A cutaneous leishmaniasis animal model was developed by inoculating cohorts of female BALB/c mice with stationary mCherry-L. major (108) in the left hind footpad (39). Lesion progression was monitored by imaging the red fluorescence emission of the mCherry-L. major amastigotes and also by measuring the thickness of inflamed footpads with a Vernier caliper. The cohorts were examined weekly for 5 weeks with a single cohort (n = 4) sacrificed every week for footpad harvesting and parasite counting. Figure 4 shows representative fluorescence images recorded weekly from infected mice.

FIG 4.

FIG 4

(A) Representative whole-body red fluorescence image of a BALB/c mouse harboring a footpad infection of mCherry-L. major. (B) Red fluorescence intensity (top) and color photographs (bottom) of untreated mouse footpad infection after inoculation with 108 mCherry-L. major promastigotes. The fluorescence intensity scale bar applies to all footpad images and is given in arbitrary units.

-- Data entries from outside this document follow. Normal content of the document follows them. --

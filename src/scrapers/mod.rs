//! Markup scrapers for the listing site.
//!
//! The site renders each paginated listing page as one large table; every
//! job posting is a `<tr>` whose `id` starts with `tr`. The same semantic
//! field lives in different cells depending on how the employer filed the
//! advert, so field extraction is done by ordered resolver strategies.
//!
//! # Submodules
//!
//! - [`listings`]: turns a listing page into one [`listings::ParsedListing`]
//!   per detected container, in document order

pub mod listings;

A linear correlation was observed between fluorescence intensity and lesion size (Fig. 5A) and also fluorescence intensity and parasite burden in the footpad at each weekly time point (Fig. 5B). To prove that the red fluorescence at the site of infection was due to mCherry synthesis by the viable transgenic parasites, a control experiment inoculated a separate cohort of mice with a L. major strain lacking the mCherry transcript and allowed infections to develop over 35 days. As expected, fluorescence imaging of the infection sites showed no measurable red fluorescence (see Fig. S7 in the supplemental material).

FIG 5.

FIG 5

(A) Plot comparing red fluorescence mean pixel intensity (MPI) for infected mouse footpads in living mice (black) and footpad thickness (lesion size) (orange) over time. Each data point represents the means ± the standard errors (n = 4). (B) Plot of red fluorescence MPI for infected footpads in living mice and parasite counts in harvested footpads (n = 4). Each point represents means ± the standard errors.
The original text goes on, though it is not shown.